The first women to take this new-but-not-really post are, of course, Camilla’s friends: the Marchioness of Lansdowne, Jane von Westenholz (bless you), Lady Katharine Brooke, Sarah Troughton, Lady Sarah Keswick, and Baroness Chisholm. Though I’d bet my meager life savings that this is already an exceedingly wealthy group, their expenses will be paid.

Elizabeth’s ladies-in-waiting had additional titles like Mistress of the Robes—which required managing the queen’s outfits and the schedule for the entirety of the ladies-in-waiting team—and Women of the Bedchamber, who helped her dress and bathe, which made sense in Ye Olde Times, when bathing required slightly more effort than turning the shower knob and waiting for it to get hot, but does not make sense now.

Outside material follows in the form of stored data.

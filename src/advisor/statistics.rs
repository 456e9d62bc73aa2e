//! Occupancy statistics
//!
//! City-wide and per-district load figures for a facility roster.

use crate::facility::record::FacilityRecord;
use crate::redirection::overload::UNKNOWN_DISTRICT;
use serde::{Deserialize, Serialize};
use std::collections::BTreeMap;

/// Load figures for a group of facilities
#[derive(Debug, Clone, Default, PartialEq, Serialize, Deserialize)]
pub struct DistrictSummary {
    /// Number of facilities
    pub facilities: usize,
    /// Total beds deployed
    pub beds_deployed: u64,
    /// Estimated occupied beds
    pub occupied_beds: f64,
    /// Facilities above the overload threshold
    pub overloaded: usize,
    /// Facilities above the target occupancy
    pub critical: usize,
}

impl DistrictSummary {
    fn record(&mut self, facility: &FacilityRecord) {
        self.facilities += 1;
        self.beds_deployed += u64::from(facility.beds_deployed);
        self.occupied_beds += facility.occupied_beds();
        if facility.is_overloaded() {
            self.overloaded += 1;
        }
        if facility.needs_redirection() {
            self.critical += 1;
        }
    }

    /// Bed-weighted average occupancy (0 when no beds are deployed)
    pub fn average_occupancy(&self) -> f64 {
        if self.beds_deployed == 0 {
            0.0
        } else {
            self.occupied_beds / self.beds_deployed as f64
        }
    }
}

/// Summary of a whole roster
#[derive(Debug, Clone, Default, PartialEq, Serialize, Deserialize)]
pub struct OccupancySummary {
    /// Figures across all facilities
    pub total: DistrictSummary,
    /// Facilities with usable coordinates
    pub facilities_with_coordinates: usize,
    /// Figures per district
    pub districts: BTreeMap<String, DistrictSummary>,
}

impl OccupancySummary {
    /// Compute the summary for a set of facilities
    pub fn from_roster<'a, I>(facilities: I) -> Self
    where
        I: IntoIterator<Item = &'a FacilityRecord>,
    {
        let mut summary = Self::default();

        for facility in facilities {
            summary.total.record(facility);
            if facility.has_valid_coordinates() {
                summary.facilities_with_coordinates += 1;
            }

            let district = facility.district_name().unwrap_or(UNKNOWN_DISTRICT);
            summary.districts.entry(district.to_string()).or_default().record(facility);
        }

        summary
    }

    /// Share of facilities that are overloaded, in percent
    pub fn overloaded_percentage(&self) -> f64 {
        if self.total.facilities == 0 {
            0.0
        } else {
            self.total.overloaded as f64 / self.total.facilities as f64 * 100.0
        }
    }

    /// Render the summary for terminal output
    pub fn render_text(&self) -> String {
        let mut output = String::new();

        output.push_str("Occupancy Summary\n");
        output.push_str("=================\n");
        output.push_str(&format!(
            "   Facilities: {} ({} with coordinates)\n",
            self.total.facilities, self.facilities_with_coordinates
        ));
        output.push_str(&format!(
            "   Beds: {} deployed, ~{:.0} occupied ({:.1}% average occupancy)\n",
            self.total.beds_deployed,
            self.total.occupied_beds,
            self.total.average_occupancy() * 100.0
        ));
        output.push_str(&format!(
            "   Overloaded: {} ({:.1}%), critical: {}\n",
            self.total.overloaded,
            self.overloaded_percentage(),
            self.total.critical
        ));

        if !self.districts.is_empty() {
            output.push_str("\nBy District:\n");
            for (district, figures) in &self.districts {
                output.push_str(&format!(
                    "   {:<20} {:>3} facilities, {:>6} beds, {:>5.1}% occupied, {} overloaded\n",
                    district,
                    figures.facilities,
                    figures.beds_deployed,
                    figures.average_occupancy() * 100.0,
                    figures.overloaded
                ));
            }
        }

        output
    }
}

Perhaps this is what’s so ridiculous to me: the fact that something as archaic as lady-in-waiting existed this year, until the queen died. As the BBC points out, this role has been a part of court life since the Middle Ages. Four hundred years ago, Anne Boleyn’s ladies-in-waiting were helping her avoid execution (or leading her to it, as the case may be). Meanwhile, Queen Elizabeth prized her ladies in waiting for their “companionship, discretion and loyalty,” according to Hello, which I take to mean hunting down whoever leaked something to the Daily Mail, or organizing the queen’s schedule so she could spend time with her favorite son, alleged predator Prince Andrew.

In the twenty-first century, those confidential logistical duties can simply be accomplished by personal assistants, like any other super-rich person, rather than ladies-in-waiting. But don’t worry; though Camilla has rebranded those roles, she still won’t have to learn how to use Google Calendar. She’s already hired an equerry (that’s British for “personal assistant”) named—no I did not make this up by going to British Name Generator dot com—Ollie Plunket.

It’s hilarious that this is the section of the monarchy they’re making a show of modernizing. The queen consort wants her friends to be less obligated to hang out? That’s the Windsors’ squeaky wheel?? I mean sure, I’d rather Camilla just have friends over for tea or gin without needing to call them ladies-in-waiting… But if I were her, and had seen what she’s seen, the concept of ladies-in-waiting would not even be close to my top 10 list of things that should be reformed.